When welded chain slings need new attachments, the modification must be done by an experienced welder at a certified manufacturer.
How is a Chain Sling Inspected?
Regardless of the methods used to modify the chain sling, any repairs or modifications must be proof tested before it can go back into service.
When a link in a welded chain sling is damaged or broken, it must be repaired by a certified manufacturer. If a link in a mechanical chain sling is damaged or broken, you must replace the entire length of chain. Following the repairs, the chain sling must be proof tested to meet or exceed OSHA/ASME standards.
Mazzella uses an ISO procedure to proof test its repair work for both mechanical and welded chain slings. Any sling proof tested by Mazzella is done per the proof load requirements in the ASME B30.9 Slings standard, and then, inspected for any damage done to the links or other components before returning it to service.
“When inspecting mechanical or welded chain slings, the process is the same for rigging technicians,” says Tom Horner, Mazzella’s Rigging Inspection Manager. “You have to pay more attention when inspecting a mechanical chain sling because mechanical components may affect the way a chain sling hangs off a crane hook or lays on a table or the ground.
“If you have an assembly with four legs and extra adjusters, that’s a lot hanging off a large master link. If those extra components get kinked or bunched up, it may cause the four hooks at the bottom to look like they’re hanging unevenly — which may give an indication of stretch to the untrained eye.”

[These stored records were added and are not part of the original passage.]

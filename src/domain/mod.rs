//! Domain types used throughout the engine.
//!
//! This module defines:
//!
//! - the orthogonalization variant selector (`QrMethod`)
//! - per-handle settings and their defaults (`QrConfig`)

pub mod types;

pub use types::*;
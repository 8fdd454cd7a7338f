//! Results derived from a factorization: least-squares solves and the
//! regularised pseudo-inverse.

pub mod least_squares;
pub mod pinv;

pub use least_squares::least_squares;
pub use pinv::pseudo_inverse;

Pros and Cons of Welded Chain Slings
- No mechanical components that could wear out quicker
- Sling repairs are done by experts – usually the sling manufacturer or a qualified person – before being put back in service
- Sling repairs are proof tested and certified after assembly for workmanship/strength of the welds
- Offers users durability and long-lasting life when maintained and inspected regularly
- Because of the heat-treating process, welded chain slings take more time to fabricate or repair
- Welded chain slings require specialized welding equipment and certified manufacturers to repair
- May require longer lead time when ordering due to welding and heat-treating processes
Pros and Cons of Mechanical Chain Slings
- Easier and quicker to repair
- Slings can be repaired/modified by qualified on-site personnel
- Offers users durability and long-lasting life when maintained and inspected regularly
- Components can wear out quicker than on a welded chain sling
- People on-site can make adjustments
- How is that a pro AND con?
- Because you take on the liability that the repair is done right. If it fails, you and your company would be liable for any damages to persons/property if that adjustment was done improperly.
- You are required to update the sling tag and put your company name on it because of the modifications.

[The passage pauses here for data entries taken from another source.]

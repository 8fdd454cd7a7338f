//! Column-reordering Gram-Schmidt variants.
//!
//! Both factor `A·P = Q·R` where `P` is the column permutation recorded in
//! `Factors::perm` (`perm[i]` is the original index of column `i` of `A·P`).
//!
//! - RGS fixes the order once, by decreasing initial column norm.
//! - CGSP picks, at each step, the remaining column with the largest residual
//!   norm (rank revealing).

use nalgebra::{DMatrix, DVector};

use super::gram_schmidt::mgs;
use super::{Factors, permute_columns};
use crate::math::normalize_into;

/// Relative drop of a downdated squared norm below which it is recomputed.
const NORM_RECOMPUTE: f64 = 1e-6;

/// Reordered Gram-Schmidt: Modified Gram-Schmidt on columns sorted by
/// decreasing norm. Ties keep their original order.
pub fn rgs(a: &DMatrix<f64>, tol: f64) -> Factors {
    let norms: Vec<f64> = a.column_iter().map(|c| c.norm()).collect();
    let mut perm: Vec<usize> = (0..a.ncols()).collect();
    perm.sort_by(|&x, &y| norms[y].partial_cmp(&norms[x]).unwrap_or(std::cmp::Ordering::Equal));

    let f = mgs(&permute_columns(a, &perm), tol);
    Factors::permuted(f.q, f.r, perm)
}

/// Classical Gram-Schmidt with column pivoting.
pub fn cgsp(a: &DMatrix<f64>, tol: f64) -> Factors {
    let (m, n) = a.shape();
    let k = m.min(n);

    let mut ap = a.clone();
    let mut perm: Vec<usize> = (0..n).collect();
    // Squared residual norms, and the value they were last computed exactly at.
    let mut pnorms: Vec<f64> = a.column_iter().map(|c| c.norm_squared()).collect();
    let mut xnorms = pnorms.clone();

    let mut q = DMatrix::zeros(m, k);
    let mut r = DMatrix::zeros(k, n);
    let mut u = DVector::zeros(m);

    for i in 0..n {
        if i < k {
            let mut pvt = i;
            for l in (i + 1)..n {
                if pnorms[l] > pnorms[pvt] {
                    pvt = l;
                }
            }
            if pvt != i {
                ap.swap_columns(i, pvt);
                perm.swap(i, pvt);
                pnorms.swap(i, pvt);
                xnorms.swap(i, pvt);
            }
        }

        let v = ap.column(i);
        u.copy_from(&v);
        for j in 0..k.min(i) {
            let e = q.column(j);
            let proj = v.dot(&e);
            r[(j, i)] = proj;
            u.axpy(-proj, &e, 1.0);
        }

        if i >= k {
            continue;
        }
        r[(i, i)] = normalize_into(&mut q, i, &u, tol);
        if r[(i, i)] == 0.0 {
            continue;
        }

        // Downdate the residual norms of the remaining candidates.
        for l in (i + 1)..n {
            let c = q.column(i).dot(&ap.column(l));
            let downdated = pnorms[l] - c * c;
            if downdated <= NORM_RECOMPUTE * xnorms[l] {
                let exact = residual_norm_squared(&q, i + 1, &ap, l);
                pnorms[l] = exact;
                xnorms[l] = exact;
            } else {
                pnorms[l] = downdated;
            }
        }
    }

    Factors::permuted(q, r, perm)
}

/// `‖a_l − Q[:, ..count]·Q[:, ..count]ᵀ·a_l‖²`
fn residual_norm_squared(q: &DMatrix<f64>, count: usize, a: &DMatrix<f64>, l: usize) -> f64 {
    let mut res = a.column(l).clone_owned();
    for j in 0..count {
        let e = q.column(j);
        let c = e.dot(&res);
        res.axpy(-c, &e, 1.0);
    }
    res.norm_squared()
}

#[cfg(test)]
mod tests {
    use super::*;

    #[test]
    fn rgs_orders_by_decreasing_norm() {
        let a = DMatrix::from_row_slice(2, 3, &[1.0, 0.0, 3.0, 0.0, 2.0, 0.0]);
        let f = rgs(&a, 1e-10);
        assert_eq!(f.perm, vec![2, 1, 0]);
        assert!((&f.q * &f.r - permute_columns(&a, &f.perm)).amax() < 1e-14);
    }

    #[test]
    fn rgs_keeps_ties_in_original_order() {
        let a = DMatrix::<f64>::identity(3, 3);
        assert_eq!(rgs(&a, 1e-10).perm, vec![0, 1, 2]);
    }

    #[test]
    fn cgsp_reveals_rank_with_non_increasing_diagonal() {
        // Rank 2: third column = first + second.
        let a = DMatrix::from_row_slice(
            4,
            3,
            &[1.0, 0.0, 1.0, 2.0, 1.0, 3.0, 0.0, 3.0, 3.0, 1.0, 1.0, 2.0],
        );
        let f = cgsp(&a, 1e-10);

        let diag: Vec<f64> = (0..3).map(|i| f.r[(i, i)]).collect();
        assert!(diag[0] >= diag[1] && diag[1] >= diag[2]);
        assert_eq!(diag[2], 0.0);
        assert!(f.q.column(2).iter().all(|&x| x == 0.0));

        // The largest column (index 2, norm sqrt(23)) is picked first.
        assert_eq!(f.perm[0], 2);
        assert!((&f.q * &f.r - permute_columns(&a, &f.perm)).amax() < 1e-12);
    }

    #[test]
    fn cgsp_permutation_is_a_bijection() {
        let a = DMatrix::from_fn(3, 6, |i, j| ((i * 7 + j * 3) % 5) as f64 - 2.0);
        let mut perm = cgsp(&a, 1e-10).perm;
        perm.sort_unstable();
        assert_eq!(perm, (0..6).collect::<Vec<_>>());
    }
}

- Because repairs require proof testing, a company doing their own repairs must either send out repaired slings to have them tested, or they must invest in proof test equipment to adequately do the tests.
Is There a Difference in Cost?
Neither welded chain sling or mechanical chain sling assemblies have a true advantage when it comes to cost or price differences. For slings of equal configuration and capacity, the price should be pretty much the same. Some factors that may affect the price include differences in:
- Chain diameter
- Grade of chain
- Specialized fittings (hooks, links, rings, etc.)
Wrapping Things Up
So, after reading this article, you have learned:
- The physical differences between welded and mechanical chain slings
- The grades of chain used in sling construction
- The process of replacing broken attachments
- The inspections needed when repairs are done
- The benefits and disadvantages to both types of slings
- The cost difference between welded and mechanical chain slings
This knowledge should help you in making the right buying decisions based on your company’s needs.